_What is required_
Provide only the number of lines in the data below that contain the string "Result".

_Provided data_
//! Merkle root of a file.
//!
//! Usage:
//!   merkletree-cli <filename|-> [--algorithm sha256|sha512|blake3]
//!                            [--branching N] [--block-size N] [--height N]
//!
//! Logging goes to stderr; set RUST_LOG=merkletree=debug to watch the
//! pipeline start and stop.

use anyhow::{Context, Result};
use clap::{Parser, ValueEnum};
use merkletree::config::{DEFAULT_BLOCK_SIZE, DEFAULT_BRANCHING};
use merkletree::hash::{Blake3, Sha256, Sha512};
use merkletree::{MerkleTree, Primitive, TreeConfig};
use std::fs::File;
use std::io::{self, BufReader, Read, Seek, SeekFrom};
use std::path::{Path, PathBuf};
use tracing::{debug, info};
use tracing_subscriber::EnvFilter;

#[derive(Parser)]
#[command(name = "merkletree-cli")]
#[command(about = "Print the pipelined Merkle root of a file", long_about = None)]
struct Cli {
    /// File to hash, or `-` for stdin
    filename: PathBuf,

    /// Hash primitive for leaves and interior nodes
    #[arg(long, value_enum, default_value_t = Algorithm::Sha256)]
    algorithm: Algorithm,

    /// Child digests combined into each parent
    #[arg(long, default_value_t = DEFAULT_BRANCHING)]
    branching: usize,

    /// Leaf block size in bytes
    #[arg(long, default_value_t = DEFAULT_BLOCK_SIZE)]
    block_size: usize,

    /// Tree height; defaults to the smallest height that fits the file
    #[arg(long)]
    height: Option<usize>,
}

#[derive(Clone, Copy, Debug, ValueEnum)]
enum Algorithm {
    Sha256,
    Sha512,
    Blake3,
}

fn main() -> Result<()> {
    // Default to warnings only, override with RUST_LOG=merkletree=debug
    let filter =
        EnvFilter::try_from_default_env().unwrap_or_else(|_| EnvFilter::new("merkletree=warn"));
    tracing_subscriber::fmt()
        .with_env_filter(filter)
        .with_writer(io::stderr)
        .init();

    let cli = Cli::parse();

    let (file, len) = open(&cli.filename)?;

    let config = match cli.height {
        Some(height) => TreeConfig::new(height, cli.branching, cli.block_size),
        None => TreeConfig::for_input_len(len, cli.branching, cli.block_size),
    };
    info!(
        file = %cli.filename.display(),
        len,
        height = config.height(),
        algorithm = ?cli.algorithm,
        "hashing"
    );

    let reader = BufReader::new(file);
    let root = match cli.algorithm {
        Algorithm::Sha256 => digest::<Sha256>(reader, config),
        Algorithm::Sha512 => digest::<Sha512>(reader, config),
        Algorithm::Blake3 => digest::<Blake3>(reader, config),
    }
    .with_context(|| format!("failed to hash {}", cli.filename.display()))?;

    println!("{}", hex::encode(root));
    Ok(())
}

/// Opens the input and measures it. Pipes, FIFOs and `-` (stdin) report no
/// useful length, so they are spooled to an anonymous temp file first.
fn open(path: &Path) -> Result<(File, u64)> {
    if path == Path::new("-") {
        return spool(io::stdin().lock());
    }

    let file = File::open(path).with_context(|| format!("failed to open {}", path.display()))?;
    let metadata = file
        .metadata()
        .with_context(|| format!("failed to stat {}", path.display()))?;
    if metadata.is_file() {
        return Ok((file, metadata.len()));
    }
    spool(file).with_context(|| format!("failed to read {}", path.display()))
}

fn spool(mut source: impl Read) -> Result<(File, u64)> {
    let mut spooled = tempfile::tempfile().context("failed to create spool file")?;
    let len = io::copy(&mut source, &mut spooled)?;
    spooled.seek(SeekFrom::Start(0))?;
    debug!(len, "spooled streamed input");
    Ok((spooled, len))
}

fn digest<P: Primitive>(mut reader: impl Read, config: TreeConfig) -> Result<Vec<u8>> {
    let mut tree = MerkleTree::<P>::with_config(config)?;
    let copied = io::copy(&mut reader, &mut tree)?;
    debug!(copied, "input consumed");

    let root = tree.sum(&[])?;
    tree.close()?;
    Ok(root)
}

_Solution for this problem_
5